## Data in this exercise:
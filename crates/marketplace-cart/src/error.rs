//! Cart error types.

use marketplace_storage::StorageError;
use thiserror::Error;

/// Errors that can occur in cart operations.
#[derive(Error, Debug)]
pub enum CartError {
    /// Reading or writing the persisted cart failed.
    #[error("Storage error: {0}")]
    Storage(#[from] StorageError),

    /// A price is negative or not a number.
    #[error("Invalid price: {0}")]
    InvalidPrice(String),

    /// Quantity exceeds maximum allowed.
    #[error("Quantity {0} exceeds maximum allowed ({1})")]
    QuantityExceedsLimit(u64, u32),

    /// The cart interface was requested outside a provider scope.
    #[error("use_cart must be used within a CartProvider")]
    NoProvider,

    /// Configuration could not be read or parsed.
    #[error("Configuration error: {0}")]
    Config(String),
}

impl From<toml::de::Error> for CartError {
    fn from(e: toml::de::Error) -> Self {
        CartError::Config(e.to_string())
    }
}
//! Shopping cart state container for the GoMarketplace storefront.
//!
//! This crate provides:
//!
//! - **Cart**: line items and the pure list transitions (add, increment,
//!   decrement, confirmed removal)
//! - **Store**: the shared [`CartStore`], mirrored to key-value storage after
//!   every change and observable through snapshots
//! - **Provider**: [`CartProvider`] and [`use_cart`] for reaching the store
//!   from anywhere inside the app
//! - **Money**: prices, totals and localized formatting
//!
//! # Example
//!
//! ```rust,ignore
//! use marketplace_cart::prelude::*;
//! use marketplace_storage::MemoryStore;
//!
//! let provider = CartProvider::from_config(CartConfig::default(), Arc::new(MemoryStore::new()));
//! let cart = provider.handle();
//!
//! cart.add_to_cart(NewCartItem::new("1", "Camiseta", "https://...", Price::from_decimal(49.9)?))
//!     .await?;
//!
//! if let DecrementOutcome::NeedsConfirmation(pending) = cart.decrement("1").await? {
//!     // ask the user, then:
//!     cart.finalize_removal(&pending).await?;
//! }
//!
//! println!("{} items, {}", cart.total_items_in_cart(), cart.cart_total());
//! ```

pub mod cart;
pub mod config;
pub mod confirm;
pub mod error;
pub mod format;
pub mod ids;
pub mod money;
pub mod provider;
pub mod store;

pub use cart::{CartItem, CartState, NewCartItem};
pub use config::CartConfig;
pub use error::CartError;
pub use ids::ProductId;
pub use money::{Currency, Money, Price};
pub use provider::{try_use_cart, use_cart, CartHandle, CartProvider};
pub use store::{CartSnapshot, CartStore, DecrementResult};

/// Prelude for convenient imports.
pub mod prelude {
    pub use crate::cart::{
        AddOutcome, CartItem, CartState, DecrementOutcome, NewCartItem, PendingRemoval,
        RemovalOutcome,
    };
    pub use crate::config::{CartConfig, PersistFailurePolicy};
    pub use crate::confirm::{ConfirmRemoval, Confirmation, FixedAnswer, RemovalPrompt};
    pub use crate::error::CartError;
    pub use crate::format::{CurrencyFormatter, Locale, LocaleFormatter};
    pub use crate::ids::ProductId;
    pub use crate::money::{Currency, Money, Price};
    pub use crate::provider::{try_use_cart, use_cart, CartHandle, CartProvider};
    pub use crate::store::{CartSnapshot, CartStore, DecrementResult};
}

## The task:
Pick each line holding the word "CartStore" out of the data and copy it.

## Completed exercise:
//! - **Store**: the shared [`CartStore`], mirrored to key-value storage after
pub use store::{CartSnapshot, CartStore, DecrementResult};
    pub use crate::store::{CartSnapshot, CartStore, DecrementResult};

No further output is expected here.